** Opening The data block **

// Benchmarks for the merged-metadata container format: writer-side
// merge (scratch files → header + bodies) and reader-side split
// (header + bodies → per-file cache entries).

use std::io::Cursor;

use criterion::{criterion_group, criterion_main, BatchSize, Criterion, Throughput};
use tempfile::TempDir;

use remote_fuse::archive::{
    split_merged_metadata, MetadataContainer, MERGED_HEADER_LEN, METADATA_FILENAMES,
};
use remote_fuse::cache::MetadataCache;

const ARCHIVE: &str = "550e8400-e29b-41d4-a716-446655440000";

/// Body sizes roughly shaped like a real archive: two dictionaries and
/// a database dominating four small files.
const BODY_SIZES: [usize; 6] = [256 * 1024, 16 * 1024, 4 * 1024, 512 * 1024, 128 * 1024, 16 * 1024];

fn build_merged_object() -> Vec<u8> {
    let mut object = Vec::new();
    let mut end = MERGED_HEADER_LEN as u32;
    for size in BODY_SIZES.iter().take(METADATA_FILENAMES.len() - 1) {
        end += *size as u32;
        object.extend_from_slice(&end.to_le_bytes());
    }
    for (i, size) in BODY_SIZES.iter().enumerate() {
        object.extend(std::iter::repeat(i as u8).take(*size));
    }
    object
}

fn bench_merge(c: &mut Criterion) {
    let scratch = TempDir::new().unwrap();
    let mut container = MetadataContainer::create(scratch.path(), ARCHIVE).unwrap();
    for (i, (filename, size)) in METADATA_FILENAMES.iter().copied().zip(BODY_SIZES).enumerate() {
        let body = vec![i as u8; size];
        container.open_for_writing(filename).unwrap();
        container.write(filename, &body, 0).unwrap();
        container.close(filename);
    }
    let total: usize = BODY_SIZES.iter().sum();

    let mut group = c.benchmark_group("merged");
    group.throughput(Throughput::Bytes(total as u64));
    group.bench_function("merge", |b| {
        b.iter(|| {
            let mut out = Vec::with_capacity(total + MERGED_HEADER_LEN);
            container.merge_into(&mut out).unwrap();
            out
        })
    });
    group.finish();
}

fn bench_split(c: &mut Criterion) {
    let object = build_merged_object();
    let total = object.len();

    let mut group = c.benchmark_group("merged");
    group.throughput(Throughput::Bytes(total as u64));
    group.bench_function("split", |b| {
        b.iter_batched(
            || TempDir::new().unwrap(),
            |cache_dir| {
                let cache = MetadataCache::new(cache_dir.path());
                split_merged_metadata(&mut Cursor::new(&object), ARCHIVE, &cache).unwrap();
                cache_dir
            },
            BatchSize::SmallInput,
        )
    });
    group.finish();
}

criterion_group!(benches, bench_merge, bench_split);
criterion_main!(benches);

** Closing The data block **
** Opening The data block **

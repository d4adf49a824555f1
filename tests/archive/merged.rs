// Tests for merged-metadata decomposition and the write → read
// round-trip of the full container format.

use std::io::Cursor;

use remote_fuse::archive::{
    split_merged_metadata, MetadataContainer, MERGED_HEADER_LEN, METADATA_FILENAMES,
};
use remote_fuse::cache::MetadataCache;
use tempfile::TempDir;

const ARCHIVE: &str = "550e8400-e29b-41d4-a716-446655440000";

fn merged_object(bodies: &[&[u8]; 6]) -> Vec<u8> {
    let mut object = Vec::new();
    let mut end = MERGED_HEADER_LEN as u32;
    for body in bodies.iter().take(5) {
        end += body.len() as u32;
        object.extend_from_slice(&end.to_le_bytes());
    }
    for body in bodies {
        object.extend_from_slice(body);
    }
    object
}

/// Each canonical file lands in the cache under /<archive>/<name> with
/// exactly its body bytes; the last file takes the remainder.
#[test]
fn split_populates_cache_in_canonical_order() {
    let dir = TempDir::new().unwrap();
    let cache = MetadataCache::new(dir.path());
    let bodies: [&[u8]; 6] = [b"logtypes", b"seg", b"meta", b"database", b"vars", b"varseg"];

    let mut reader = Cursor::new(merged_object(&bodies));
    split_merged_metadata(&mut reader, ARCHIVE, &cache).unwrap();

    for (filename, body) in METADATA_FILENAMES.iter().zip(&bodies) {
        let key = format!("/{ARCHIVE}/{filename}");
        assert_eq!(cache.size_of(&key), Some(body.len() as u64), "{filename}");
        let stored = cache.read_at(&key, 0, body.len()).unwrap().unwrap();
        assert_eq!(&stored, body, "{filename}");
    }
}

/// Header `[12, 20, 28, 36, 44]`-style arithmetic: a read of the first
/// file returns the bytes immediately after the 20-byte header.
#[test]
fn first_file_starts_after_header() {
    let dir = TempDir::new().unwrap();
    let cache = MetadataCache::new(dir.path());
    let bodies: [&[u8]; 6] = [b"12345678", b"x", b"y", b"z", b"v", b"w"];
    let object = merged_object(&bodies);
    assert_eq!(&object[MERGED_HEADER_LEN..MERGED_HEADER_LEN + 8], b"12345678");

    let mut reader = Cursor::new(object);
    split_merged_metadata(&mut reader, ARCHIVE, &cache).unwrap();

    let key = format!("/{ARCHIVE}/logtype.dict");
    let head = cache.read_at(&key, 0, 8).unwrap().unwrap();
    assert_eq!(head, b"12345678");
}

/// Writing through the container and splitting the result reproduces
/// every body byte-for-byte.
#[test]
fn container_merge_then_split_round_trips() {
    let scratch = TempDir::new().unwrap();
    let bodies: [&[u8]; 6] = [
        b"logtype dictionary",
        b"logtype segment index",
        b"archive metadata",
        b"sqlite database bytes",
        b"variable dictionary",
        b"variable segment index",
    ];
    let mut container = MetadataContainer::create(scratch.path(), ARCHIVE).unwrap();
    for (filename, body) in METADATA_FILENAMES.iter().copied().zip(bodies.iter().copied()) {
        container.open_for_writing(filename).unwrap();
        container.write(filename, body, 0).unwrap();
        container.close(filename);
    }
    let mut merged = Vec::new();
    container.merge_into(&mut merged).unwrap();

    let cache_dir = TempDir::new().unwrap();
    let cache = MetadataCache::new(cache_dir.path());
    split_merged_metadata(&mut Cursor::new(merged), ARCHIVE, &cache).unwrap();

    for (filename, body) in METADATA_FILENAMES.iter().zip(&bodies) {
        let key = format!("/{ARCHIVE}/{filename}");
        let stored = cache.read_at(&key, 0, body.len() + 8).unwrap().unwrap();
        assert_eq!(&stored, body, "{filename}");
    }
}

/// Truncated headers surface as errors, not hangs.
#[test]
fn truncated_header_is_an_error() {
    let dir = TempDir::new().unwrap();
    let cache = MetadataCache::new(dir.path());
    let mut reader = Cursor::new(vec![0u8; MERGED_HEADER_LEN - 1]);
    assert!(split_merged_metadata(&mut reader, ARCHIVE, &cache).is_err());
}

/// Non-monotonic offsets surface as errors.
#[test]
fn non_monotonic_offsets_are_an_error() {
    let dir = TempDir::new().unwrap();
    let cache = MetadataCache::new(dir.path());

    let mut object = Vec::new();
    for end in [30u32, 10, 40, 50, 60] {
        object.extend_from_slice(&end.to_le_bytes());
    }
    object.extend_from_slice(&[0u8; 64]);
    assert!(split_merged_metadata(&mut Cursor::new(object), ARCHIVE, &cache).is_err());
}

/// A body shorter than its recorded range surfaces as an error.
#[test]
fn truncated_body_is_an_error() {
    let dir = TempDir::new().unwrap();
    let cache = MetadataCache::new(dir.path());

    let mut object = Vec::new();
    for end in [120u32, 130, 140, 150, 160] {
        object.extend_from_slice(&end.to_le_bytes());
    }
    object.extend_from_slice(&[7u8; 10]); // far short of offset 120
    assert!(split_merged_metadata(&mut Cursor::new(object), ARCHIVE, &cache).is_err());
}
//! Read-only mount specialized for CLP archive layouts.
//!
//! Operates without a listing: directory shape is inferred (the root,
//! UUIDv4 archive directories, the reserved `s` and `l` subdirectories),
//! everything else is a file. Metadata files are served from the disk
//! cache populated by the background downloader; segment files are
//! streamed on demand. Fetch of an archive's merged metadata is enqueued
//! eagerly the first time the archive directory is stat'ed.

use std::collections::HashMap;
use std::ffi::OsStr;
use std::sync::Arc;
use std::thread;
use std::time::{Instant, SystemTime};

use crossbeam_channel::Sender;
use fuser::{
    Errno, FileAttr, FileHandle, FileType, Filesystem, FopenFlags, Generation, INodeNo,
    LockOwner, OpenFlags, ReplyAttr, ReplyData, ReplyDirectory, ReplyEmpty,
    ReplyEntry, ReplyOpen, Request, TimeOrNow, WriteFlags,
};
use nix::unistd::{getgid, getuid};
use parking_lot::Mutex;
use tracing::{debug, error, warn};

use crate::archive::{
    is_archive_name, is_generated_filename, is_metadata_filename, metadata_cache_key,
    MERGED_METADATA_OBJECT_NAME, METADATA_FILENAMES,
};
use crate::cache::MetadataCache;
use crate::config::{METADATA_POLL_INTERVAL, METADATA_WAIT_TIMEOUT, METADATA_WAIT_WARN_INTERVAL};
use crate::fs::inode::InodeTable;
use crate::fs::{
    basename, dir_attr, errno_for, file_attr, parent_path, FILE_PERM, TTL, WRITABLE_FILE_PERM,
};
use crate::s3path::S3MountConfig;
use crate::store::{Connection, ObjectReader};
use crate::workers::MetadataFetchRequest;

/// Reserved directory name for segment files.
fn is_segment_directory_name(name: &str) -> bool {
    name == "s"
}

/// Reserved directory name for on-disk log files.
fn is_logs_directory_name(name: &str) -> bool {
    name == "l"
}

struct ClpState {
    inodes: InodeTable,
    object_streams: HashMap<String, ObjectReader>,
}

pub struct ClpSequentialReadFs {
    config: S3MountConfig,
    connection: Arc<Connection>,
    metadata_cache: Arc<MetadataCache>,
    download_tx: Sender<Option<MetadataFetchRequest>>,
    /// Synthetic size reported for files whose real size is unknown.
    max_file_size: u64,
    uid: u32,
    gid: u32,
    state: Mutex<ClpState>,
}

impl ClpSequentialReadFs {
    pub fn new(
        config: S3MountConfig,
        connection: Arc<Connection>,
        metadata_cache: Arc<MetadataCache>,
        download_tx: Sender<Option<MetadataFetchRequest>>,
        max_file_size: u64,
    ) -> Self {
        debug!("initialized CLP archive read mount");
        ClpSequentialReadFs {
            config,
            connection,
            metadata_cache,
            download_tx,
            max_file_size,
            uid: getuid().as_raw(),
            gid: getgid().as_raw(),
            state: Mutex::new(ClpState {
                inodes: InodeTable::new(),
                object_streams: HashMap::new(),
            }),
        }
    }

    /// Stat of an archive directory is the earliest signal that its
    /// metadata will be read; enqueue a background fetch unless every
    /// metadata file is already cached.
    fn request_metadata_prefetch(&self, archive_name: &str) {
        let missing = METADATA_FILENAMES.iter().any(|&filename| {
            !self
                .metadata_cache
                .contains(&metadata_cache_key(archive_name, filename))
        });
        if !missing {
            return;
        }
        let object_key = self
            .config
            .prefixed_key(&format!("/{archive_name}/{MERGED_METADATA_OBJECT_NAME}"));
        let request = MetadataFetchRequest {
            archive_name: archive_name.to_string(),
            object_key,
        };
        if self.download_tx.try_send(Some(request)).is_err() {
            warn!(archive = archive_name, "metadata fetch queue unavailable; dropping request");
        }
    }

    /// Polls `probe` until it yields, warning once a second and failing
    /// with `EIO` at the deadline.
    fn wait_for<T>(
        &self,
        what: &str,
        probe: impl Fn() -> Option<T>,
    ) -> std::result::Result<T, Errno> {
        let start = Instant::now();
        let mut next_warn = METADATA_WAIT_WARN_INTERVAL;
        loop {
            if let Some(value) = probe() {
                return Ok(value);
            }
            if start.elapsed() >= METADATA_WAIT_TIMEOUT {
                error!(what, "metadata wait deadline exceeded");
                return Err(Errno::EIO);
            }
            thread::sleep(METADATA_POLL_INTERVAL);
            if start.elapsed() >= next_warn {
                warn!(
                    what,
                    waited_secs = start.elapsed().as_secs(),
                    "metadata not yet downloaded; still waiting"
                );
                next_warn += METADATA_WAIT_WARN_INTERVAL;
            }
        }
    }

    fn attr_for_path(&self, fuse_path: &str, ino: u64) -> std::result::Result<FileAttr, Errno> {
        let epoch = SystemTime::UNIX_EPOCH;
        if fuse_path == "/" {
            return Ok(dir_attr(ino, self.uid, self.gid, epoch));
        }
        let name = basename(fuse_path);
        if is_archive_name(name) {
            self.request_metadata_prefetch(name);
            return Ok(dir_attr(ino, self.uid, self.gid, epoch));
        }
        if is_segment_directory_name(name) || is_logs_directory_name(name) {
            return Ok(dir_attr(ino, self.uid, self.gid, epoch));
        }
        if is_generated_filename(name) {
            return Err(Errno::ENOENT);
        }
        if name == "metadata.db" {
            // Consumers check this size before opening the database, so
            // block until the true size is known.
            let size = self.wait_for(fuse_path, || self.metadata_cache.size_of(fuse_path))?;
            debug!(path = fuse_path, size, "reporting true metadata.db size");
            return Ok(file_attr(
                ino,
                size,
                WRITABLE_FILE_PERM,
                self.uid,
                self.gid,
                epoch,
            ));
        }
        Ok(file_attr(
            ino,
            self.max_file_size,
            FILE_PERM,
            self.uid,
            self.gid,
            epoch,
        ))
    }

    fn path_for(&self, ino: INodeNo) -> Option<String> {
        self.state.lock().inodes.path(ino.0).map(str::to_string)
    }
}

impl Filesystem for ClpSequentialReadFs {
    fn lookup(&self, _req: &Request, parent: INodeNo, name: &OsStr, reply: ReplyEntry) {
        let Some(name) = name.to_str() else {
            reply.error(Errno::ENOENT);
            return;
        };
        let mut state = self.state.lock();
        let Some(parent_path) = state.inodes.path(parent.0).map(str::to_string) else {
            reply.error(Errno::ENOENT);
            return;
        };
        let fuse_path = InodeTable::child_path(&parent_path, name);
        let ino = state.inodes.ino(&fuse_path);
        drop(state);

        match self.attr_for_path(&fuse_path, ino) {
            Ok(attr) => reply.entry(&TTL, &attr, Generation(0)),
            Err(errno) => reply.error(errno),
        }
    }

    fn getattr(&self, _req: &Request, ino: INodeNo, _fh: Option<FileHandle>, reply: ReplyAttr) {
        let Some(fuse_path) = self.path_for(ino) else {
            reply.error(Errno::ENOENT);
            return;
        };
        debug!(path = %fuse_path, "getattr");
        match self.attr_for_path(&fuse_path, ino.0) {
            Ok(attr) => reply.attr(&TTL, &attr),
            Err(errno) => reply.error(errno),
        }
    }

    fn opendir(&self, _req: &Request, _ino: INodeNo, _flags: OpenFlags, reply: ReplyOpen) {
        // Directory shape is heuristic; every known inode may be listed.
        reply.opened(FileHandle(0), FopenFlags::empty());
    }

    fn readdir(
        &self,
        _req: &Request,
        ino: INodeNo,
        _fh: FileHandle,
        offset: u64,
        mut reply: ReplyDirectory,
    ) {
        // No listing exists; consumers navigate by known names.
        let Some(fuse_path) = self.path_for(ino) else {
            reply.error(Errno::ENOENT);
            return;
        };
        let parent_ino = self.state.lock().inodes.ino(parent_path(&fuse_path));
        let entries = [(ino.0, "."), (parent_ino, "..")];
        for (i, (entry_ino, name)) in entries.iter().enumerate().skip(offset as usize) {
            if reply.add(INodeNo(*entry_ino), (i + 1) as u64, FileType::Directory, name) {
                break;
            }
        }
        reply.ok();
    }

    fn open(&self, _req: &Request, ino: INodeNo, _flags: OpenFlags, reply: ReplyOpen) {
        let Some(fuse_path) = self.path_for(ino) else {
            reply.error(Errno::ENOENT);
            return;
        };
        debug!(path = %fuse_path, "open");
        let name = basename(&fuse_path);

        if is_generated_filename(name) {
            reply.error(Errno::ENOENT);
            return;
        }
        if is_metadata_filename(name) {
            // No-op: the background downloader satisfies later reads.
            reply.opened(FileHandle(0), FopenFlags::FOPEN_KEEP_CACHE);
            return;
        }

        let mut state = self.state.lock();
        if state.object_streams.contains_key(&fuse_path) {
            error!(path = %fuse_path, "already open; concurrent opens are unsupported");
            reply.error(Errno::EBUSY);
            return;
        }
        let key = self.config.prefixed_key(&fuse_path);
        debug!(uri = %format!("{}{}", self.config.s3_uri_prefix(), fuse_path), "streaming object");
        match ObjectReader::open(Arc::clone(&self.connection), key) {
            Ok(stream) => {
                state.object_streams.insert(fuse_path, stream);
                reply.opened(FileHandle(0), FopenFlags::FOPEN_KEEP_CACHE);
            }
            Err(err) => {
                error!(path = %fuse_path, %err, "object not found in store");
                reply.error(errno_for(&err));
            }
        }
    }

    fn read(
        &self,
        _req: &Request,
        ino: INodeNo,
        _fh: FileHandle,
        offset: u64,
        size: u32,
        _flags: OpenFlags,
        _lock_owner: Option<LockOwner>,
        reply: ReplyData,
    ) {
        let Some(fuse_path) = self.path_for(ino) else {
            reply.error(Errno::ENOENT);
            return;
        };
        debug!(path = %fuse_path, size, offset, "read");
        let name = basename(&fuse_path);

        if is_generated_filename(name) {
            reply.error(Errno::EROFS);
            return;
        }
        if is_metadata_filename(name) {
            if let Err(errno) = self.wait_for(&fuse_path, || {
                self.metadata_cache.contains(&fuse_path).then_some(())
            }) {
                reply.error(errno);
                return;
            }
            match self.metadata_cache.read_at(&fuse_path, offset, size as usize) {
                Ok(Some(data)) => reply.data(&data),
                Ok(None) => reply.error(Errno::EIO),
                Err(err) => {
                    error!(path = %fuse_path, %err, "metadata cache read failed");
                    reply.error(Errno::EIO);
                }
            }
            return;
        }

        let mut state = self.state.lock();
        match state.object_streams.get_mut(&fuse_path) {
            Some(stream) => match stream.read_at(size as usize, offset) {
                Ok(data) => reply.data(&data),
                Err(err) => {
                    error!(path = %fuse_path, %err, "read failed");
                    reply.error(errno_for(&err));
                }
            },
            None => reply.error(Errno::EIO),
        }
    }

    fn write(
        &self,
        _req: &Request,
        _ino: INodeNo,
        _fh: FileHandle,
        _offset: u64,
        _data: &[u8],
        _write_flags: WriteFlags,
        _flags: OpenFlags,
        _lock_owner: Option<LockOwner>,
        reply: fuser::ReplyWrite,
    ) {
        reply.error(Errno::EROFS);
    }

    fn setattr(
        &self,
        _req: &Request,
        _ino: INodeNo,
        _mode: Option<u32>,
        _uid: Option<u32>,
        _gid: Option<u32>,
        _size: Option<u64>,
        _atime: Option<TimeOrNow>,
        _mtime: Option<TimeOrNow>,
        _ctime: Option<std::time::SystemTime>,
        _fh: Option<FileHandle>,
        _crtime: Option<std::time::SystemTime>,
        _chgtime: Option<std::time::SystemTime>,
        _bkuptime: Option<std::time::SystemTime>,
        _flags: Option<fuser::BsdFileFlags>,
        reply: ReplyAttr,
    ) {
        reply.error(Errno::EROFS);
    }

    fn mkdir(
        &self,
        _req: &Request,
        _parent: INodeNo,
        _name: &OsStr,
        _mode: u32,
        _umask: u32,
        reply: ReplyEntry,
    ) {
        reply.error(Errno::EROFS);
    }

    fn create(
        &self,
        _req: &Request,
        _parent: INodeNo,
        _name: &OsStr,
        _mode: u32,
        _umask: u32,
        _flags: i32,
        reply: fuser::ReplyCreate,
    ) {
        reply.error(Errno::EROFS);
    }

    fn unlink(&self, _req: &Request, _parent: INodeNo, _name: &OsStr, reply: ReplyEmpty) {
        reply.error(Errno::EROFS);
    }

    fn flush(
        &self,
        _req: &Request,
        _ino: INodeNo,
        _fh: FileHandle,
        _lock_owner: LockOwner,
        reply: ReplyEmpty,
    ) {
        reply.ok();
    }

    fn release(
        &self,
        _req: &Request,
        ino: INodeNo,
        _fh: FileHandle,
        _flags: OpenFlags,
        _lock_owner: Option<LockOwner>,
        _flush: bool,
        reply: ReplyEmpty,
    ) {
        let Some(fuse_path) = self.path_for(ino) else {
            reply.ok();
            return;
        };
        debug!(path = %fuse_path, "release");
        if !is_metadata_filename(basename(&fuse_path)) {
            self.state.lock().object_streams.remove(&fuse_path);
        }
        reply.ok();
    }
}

** Closing The data block **

■ **Exercise**: Using the entries above, determine how many lines include the string "value" and write only that number.

■ **Exercise result**: 2